_INSTRUCTIONS TO FOLLOW_
Repeat all the data that appears below, keeping it exact.

Stored items:
++++++++++++++++++++

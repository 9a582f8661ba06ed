//! Simulation state and input samples
//!
//! Everything the engine mutates lives in [`SimulationState`]. Inputs from the
//! outside world ([`PointerSample`], [`Geometry`]) are plain `Copy` values so
//! each consumer reads its own snapshot.

use glam::Vec2;

use crate::consts::{ANCHOR_OFFSET_X, DRIFT_PERIOD, HOME_FRACTION_X, HOME_FRACTION_Y};

/// Last observed pointer position in page coordinates
#[derive(Debug, Clone, Copy, PartialEq, Default)]
pub struct PointerSample {
    pub pos: Vec2,
    /// False until the first pointer or touch event
    pub has_value: bool,
}

impl PointerSample {
    /// No input event has happened yet
    pub const NONE: Self = Self {
        pos: Vec2::ZERO,
        has_value: false,
    };

    pub fn at(x: f32, y: f32) -> Self {
        Self {
            pos: Vec2::new(x, y),
            has_value: true,
        }
    }

    /// Pointer in container-local coordinates, if there is a usable sample
    pub fn local(&self, origin: Vec2) -> Option<Vec2> {
        if !self.has_value {
            return None;
        }
        let local = self.pos - origin;
        local.is_finite().then_some(local)
    }
}

/// Container and tracked element sizes, as last measured
#[derive(Debug, Clone, Copy, PartialEq)]
pub struct Geometry {
    pub container: Vec2,
    pub element: Vec2,
}

impl Geometry {
    /// Non-finite components are stored as zero, which marks the geometry degenerate
    pub fn new(container: Vec2, element: Vec2) -> Self {
        let sanitize = |v: Vec2| {
            Vec2::new(
                if v.x.is_finite() { v.x } else { 0.0 },
                if v.y.is_finite() { v.y } else { 0.0 },
            )
        };
        Self {
            container: sanitize(container),
            element: sanitize(element),
        }
    }

    /// Travel range of the element's top-left corner on each axis
    #[inline]
    pub fn span(&self) -> Vec2 {
        self.container - self.element
    }

    /// True when there is no room to move in, so updates must not integrate
    pub fn is_degenerate(&self) -> bool {
        let span = self.span();
        !(self.container.x > 0.0
            && self.container.y > 0.0
            && self.element.x > 0.0
            && self.element.y > 0.0
            && span.x >= 0.0
            && span.y >= 0.0)
    }

    /// Clamp a top-left position into `[0, container - element]`
    pub fn clamp(&self, pos: Vec2) -> Vec2 {
        pos.clamp(Vec2::ZERO, self.span().max(Vec2::ZERO))
    }

    /// Rectangle (min, max) of positions inset by `margin` from every edge.
    ///
    /// An axis too narrow for the inset collapses to its midpoint.
    pub fn safe_interior(&self, margin: f32) -> (Vec2, Vec2) {
        let span = self.span().max(Vec2::ZERO);
        let axis = |extent: f32| {
            if extent - margin > margin {
                (margin, extent - margin)
            } else {
                (extent / 2.0, extent / 2.0)
            }
        };
        let (min_x, max_x) = axis(span.x);
        let (min_y, max_y) = axis(span.y);
        (Vec2::new(min_x, min_y), Vec2::new(max_x, max_y))
    }

    /// Idle anchor: beside the companion target if one is given, else a fixed
    /// fraction of the container
    pub fn home_position(&self, anchor: Option<Vec2>) -> Vec2 {
        let raw = match anchor.filter(|a| a.is_finite()) {
            Some(a) => Vec2::new(a.x + ANCHOR_OFFSET_X, a.y - self.element.y / 2.0),
            None => self.container * Vec2::new(HOME_FRACTION_X, HOME_FRACTION_Y),
        };
        self.clamp(raw)
    }
}

/// Complete motion state of one tracked element
#[derive(Debug, Clone, PartialEq)]
pub struct SimulationState {
    /// Top-left corner, container-local (px)
    pub position: Vec2,
    /// px/s
    pub velocity: Vec2,
    /// Idle drift anchor
    pub home: Vec2,
    /// Per-instance phase offset for idle drift and flee steering
    pub seed: f32,
    /// Simulated seconds, advanced only by integrated frames
    pub elapsed: f64,
    pub geometry: Geometry,
}

impl SimulationState {
    /// State resting at home with zero velocity
    pub fn new(geometry: Geometry, anchor: Option<Vec2>, seed: f32) -> Self {
        let home = geometry.home_position(anchor);
        Self {
            position: home,
            velocity: Vec2::ZERO,
            home,
            seed,
            elapsed: 0.0,
            geometry,
        }
    }

    /// Centre of the tracked element
    #[inline]
    pub fn center(&self) -> Vec2 {
        self.position + self.geometry.element / 2.0
    }

    /// Simulated time folded into one drift period, for the oscillators
    pub fn drift_phase(&self) -> f32 {
        self.elapsed.rem_euclid(f64::from(DRIFT_PERIOD)) as f32
    }
}

#[cfg(test)]
mod tests {
    use super::*;

    fn geometry() -> Geometry {
        Geometry::new(Vec2::new(800.0, 600.0), Vec2::new(100.0, 40.0))
    }

    #[test]
    fn test_pointer_none_has_no_local() {
        assert_eq!(PointerSample::NONE.local(Vec2::ZERO), None);
        assert_eq!(PointerSample::default().local(Vec2::ZERO), None);
    }

    #[test]
    fn test_pointer_local_subtracts_origin() {
        let p = PointerSample::at(120.0, 80.0);
        assert_eq!(p.local(Vec2::new(20.0, 30.0)), Some(Vec2::new(100.0, 50.0)));
        assert_eq!(PointerSample::at(f32::NAN, 0.0).local(Vec2::ZERO), None);
    }

    #[test]
    fn test_degenerate_geometry() {
        assert!(!geometry().is_degenerate());
        assert!(Geometry::new(Vec2::ZERO, Vec2::new(10.0, 10.0)).is_degenerate());
        assert!(Geometry::new(Vec2::new(50.0, 50.0), Vec2::new(80.0, 10.0)).is_degenerate());
        assert!(Geometry::new(Vec2::new(f32::INFINITY, 50.0), Vec2::new(8.0, 8.0)).is_degenerate());
    }

    #[test]
    fn test_home_with_and_without_anchor() {
        let g = geometry();
        assert!(g.home_position(None).abs_diff_eq(Vec2::new(496.0, 330.0), 1e-3));
        assert_eq!(
            g.home_position(Some(Vec2::new(300.0, 320.0))),
            Vec2::new(440.0, 300.0)
        );
        // Anchor far right clamps into the travel range
        assert_eq!(g.home_position(Some(Vec2::new(780.0, 10.0))), Vec2::new(700.0, 0.0));
    }

    #[test]
    fn test_drift_phase_wraps() {
        let mut state = SimulationState::new(geometry(), None, 0.0);
        state.elapsed = 2.5;
        assert_eq!(state.drift_phase(), 2.5);
        state.elapsed = f64::from(DRIFT_PERIOD) * 4000.0 + 2.5;
        assert!((state.drift_phase() - 2.5).abs() < 1e-3);
    }

    #[test]
    fn test_safe_interior_insets_and_collapses() {
        let (min, max) = geometry().safe_interior(16.0);
        assert_eq!(min, Vec2::new(16.0, 16.0));
        assert_eq!(max, Vec2::new(684.0, 544.0));

        let narrow = Geometry::new(Vec2::new(120.0, 600.0), Vec2::new(100.0, 40.0));
        let (min, max) = narrow.safe_interior(16.0);
        assert_eq!(min.x, 10.0);
        assert_eq!(max.x, 10.0);
    }
}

++++++++++++++++++++

_TASK ANSWER_
repository 9a582f8661ba06ed
//! Simulation state and input samples
//!
//! Everything the engine mutates lives in [`SimulationState`]. Inputs from the
//! outside world ([`PointerSample`], [`Geometry`]) are plain `Copy` values so
//! each consumer reads its own snapshot.

use glam::Vec2;

use crate::consts::{ANCHOR_OFFSET_X, DRIFT_PERIOD, HOME_FRACTION_X, HOME_FRACTION_Y};

/// Last observed pointer position in page coordinates
#[derive(Debug, Clone, Copy, PartialEq, Default)]
pub struct PointerSample {
    pub pos: Vec2,
    /// False until the first pointer or touch event
    pub has_value: bool,
}

impl PointerSample {
    /// No input event has happened yet
    pub const NONE: Self = Self {
        pos: Vec2::ZERO,
        has_value: false,
    };

    pub fn at(x: f32, y: f32) -> Self {
        Self {
            pos: Vec2::new(x, y),
            has_value: true,
        }
    }

    /// Pointer in container-local coordinates, if there is a usable sample
    pub fn local(&self, origin: Vec2) -> Option<Vec2> {
        if !self.has_value {
            return None;
        }
        let local = self.pos - origin;
        local.is_finite().then_some(local)
    }
}

/// Container and tracked element sizes, as last measured
#[derive(Debug, Clone, Copy, PartialEq)]
pub struct Geometry {
    pub container: Vec2,
    pub element: Vec2,
}

impl Geometry {
    /// Non-finite components are stored as zero, which marks the geometry degenerate
    pub fn new(container: Vec2, element: Vec2) -> Self {
        let sanitize = |v: Vec2| {
            Vec2::new(
                if v.x.is_finite() { v.x } else { 0.0 },
                if v.y.is_finite() { v.y } else { 0.0 },
            )
        };
        Self {
            container: sanitize(container),
            element: sanitize(element),
        }
    }

    /// Travel range of the element's top-left corner on each axis
    #[inline]
    pub fn span(&self) -> Vec2 {
        self.container - self.element
    }

    /// True when there is no room to move in, so updates must not integrate
    pub fn is_degenerate(&self) -> bool {
        let span = self.span();
        !(self.container.x > 0.0
            && self.container.y > 0.0
            && self.element.x > 0.0
            && self.element.y > 0.0
            && span.x >= 0.0
            && span.y >= 0.0)
    }

    /// Clamp a top-left position into `[0, container - element]`
    pub fn clamp(&self, pos: Vec2) -> Vec2 {
        pos.clamp(Vec2::ZERO, self.span().max(Vec2::ZERO))
    }

    /// Rectangle (min, max) of positions inset by `margin` from every edge.
    ///
    /// An axis too narrow for the inset collapses to its midpoint.
    pub fn safe_interior(&self, margin: f32) -> (Vec2, Vec2) {
        let span = self.span().max(Vec2::ZERO);
        let axis = |extent: f32| {
            if extent - margin > margin {
                (margin, extent - margin)
            } else {
                (extent / 2.0, extent / 2.0)
            }
        };
        let (min_x, max_x) = axis(span.x);
        let (min_y, max_y) = axis(span.y);
        (Vec2::new(min_x, min_y), Vec2::new(max_x, max_y))
    }

    /// Idle anchor: beside the companion target if one is given, else a fixed
    /// fraction of the container
    pub fn home_position(&self, anchor: Option<Vec2>) -> Vec2 {
        let raw = match anchor.filter(|a| a.is_finite()) {
            Some(a) => Vec2::new(a.x + ANCHOR_OFFSET_X, a.y - self.element.y / 2.0),
            None => self.container * Vec2::new(HOME_FRACTION_X, HOME_FRACTION_Y),
        };
        self.clamp(raw)
    }
}

/// Complete motion state of one tracked element
#[derive(Debug, Clone, PartialEq)]
pub struct SimulationState {
    /// Top-left corner, container-local (px)
    pub position: Vec2,
    /// px/s
    pub velocity: Vec2,
    /// Idle drift anchor
    pub home: Vec2,
    /// Per-instance phase offset for idle drift and flee steering
    pub seed: f32,
    /// Simulated seconds, advanced only by integrated frames
    pub elapsed: f64,
    pub geometry: Geometry,
}

impl SimulationState {
    /// State resting at home with zero velocity
    pub fn new(geometry: Geometry, anchor: Option<Vec2>, seed: f32) -> Self {
        let home = geometry.home_position(anchor);
        Self {
            position: home,
            velocity: Vec2::ZERO,
            home,
            seed,
            elapsed: 0.0,
            geometry,
        }
    }

    /// Centre of the tracked element
    #[inline]
    pub fn center(&self) -> Vec2 {
        self.position + self.geometry.element / 2.0
    }

    /// Simulated time folded into one drift period, for the oscillators
    pub fn drift_phase(&self) -> f32 {
        self.elapsed.rem_euclid(f64::from(DRIFT_PERIOD)) as f32
    }
}

#[cfg(test)]
mod tests {
    use super::*;

    fn geometry() -> Geometry {
        Geometry::new(Vec2::new(800.0, 600.0), Vec2::new(100.0, 40.0))
    }

    #[test]
    fn test_pointer_none_has_no_local() {
        assert_eq!(PointerSample::NONE.local(Vec2::ZERO), None);
        assert_eq!(PointerSample::default().local(Vec2::ZERO), None);
    }

    #[test]
    fn test_pointer_local_subtracts_origin() {
        let p = PointerSample::at(120.0, 80.0);
        assert_eq!(p.local(Vec2::new(20.0, 30.0)), Some(Vec2::new(100.0, 50.0)));
        assert_eq!(PointerSample::at(f32::NAN, 0.0).local(Vec2::ZERO), None);
    }

    #[test]
    fn test_degenerate_geometry() {
        assert!(!geometry().is_degenerate());
        assert!(Geometry::new(Vec2::ZERO, Vec2::new(10.0, 10.0)).is_degenerate());
        assert!(Geometry::new(Vec2::new(50.0, 50.0), Vec2::new(80.0, 10.0)).is_degenerate());
        assert!(Geometry::new(Vec2::new(f32::INFINITY, 50.0), Vec2::new(8.0, 8.0)).is_degenerate());
    }

    #[test]
    fn test_home_with_and_without_anchor() {
        let g = geometry();
        assert!(g.home_position(None).abs_diff_eq(Vec2::new(496.0, 330.0), 1e-3));
        assert_eq!(
            g.home_position(Some(Vec2::new(300.0, 320.0))),
            Vec2::new(440.0, 300.0)
        );
        // Anchor far right clamps into the travel range
        assert_eq!(g.home_position(Some(Vec2::new(780.0, 10.0))), Vec2::new(700.0, 0.0));
    }

    #[test]
    fn test_drift_phase_wraps() {
        let mut state = SimulationState::new(geometry(), None, 0.0);
        state.elapsed = 2.5;
        assert_eq!(state.drift_phase(), 2.5);
        state.elapsed = f64::from(DRIFT_PERIOD) * 4000.0 + 2.5;
        assert!((state.drift_phase() - 2.5).abs() < 1e-3);
    }

    #[test]
    fn test_safe_interior_insets_and_collapses() {
        let (min, max) = geometry().safe_interior(16.0);
        assert_eq!(min, Vec2::new(16.0, 16.0));
        assert_eq!(max, Vec2::new(684.0, 544.0));

        let narrow = Geometry::new(Vec2::new(120.0, 600.0), Vec2::new(100.0, 40.0));
        let (min, max) = narrow.safe_interior(16.0);
        assert_eq!(min.x, 10.0);
        assert_eq!(max.x, 10.0);
    }
}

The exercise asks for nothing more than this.